See, Junky presents some shady, underworldly stuff, but it does it very straight, and looking straight into your eye. It brings you in and makes you complicit, a co-conspirator -- for the reader, it's not just prurience and voyeurism into the life of an unredeemed drug addict, it's being right there with him and sharing a needle. And the way that it uses slang is part of this effect.

But, then, it has a glossary. Would it have the same effect without the glossary? I don't have any way of knowing, because I can't unread what I've read.

But my point is, that's where I'm coming from. Rustbelt needs slang as part of its goal to bring players into the world and make them share their characters' space, so that we're looking at real identification and connection rather than tourism of the pain and hardship and desperation.  Does that make any sense?

Eero Tuovinen:
I suppose it does.

How about this: choose one slang term that you think is really important to the setting. Explain it in the early parts of the game text, use it throughout. Tell the players to make sure to work it into the game.
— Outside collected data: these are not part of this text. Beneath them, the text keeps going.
//! Aggregation and export
//!
//! Merges each record with its enrichment outcome into an `OutputRow` and
//! writes the rows, in input order, as a CSV table.

mod row;
mod table;

pub use row::{OutputRow, RowOutcome};
pub use table::{export, write_rows, HEADER};

use std::path::PathBuf;
use thiserror::Error;

/// Errors that can occur while writing the output table.
#[derive(Debug, Error)]
pub enum ExportError {
    #[error("CSV error: {0}")]
    Csv(#[from] csv::Error),

    #[error("IO error: {0}")]
    Io(#[from] std::io::Error),

    #[error("cannot write {}: {source}", path.display())]
    Persist {
        path: PathBuf,
        #[source]
        source: std::io::Error,
    },
}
Heck, give some bonus for the first use or something. Help them make this one weird word or turn of phrase a distinguished part of their game lingo. Sort of like some games call the GM with funny alternate names, except directed at the fiction instead of procedures. Then see if you're happy with just one word or if you should have half a dozen scattered here and there in the game text.

(I'm judging the Lil'Game Chef competition games just now, and one of those games insists that heroin is called Horse in that game, and nothing else - other words are not allowed. I found this pretty amusing, even if it was just to emphasize the mandatory ingredient. I could easily imagine a similar exhortation in your game.)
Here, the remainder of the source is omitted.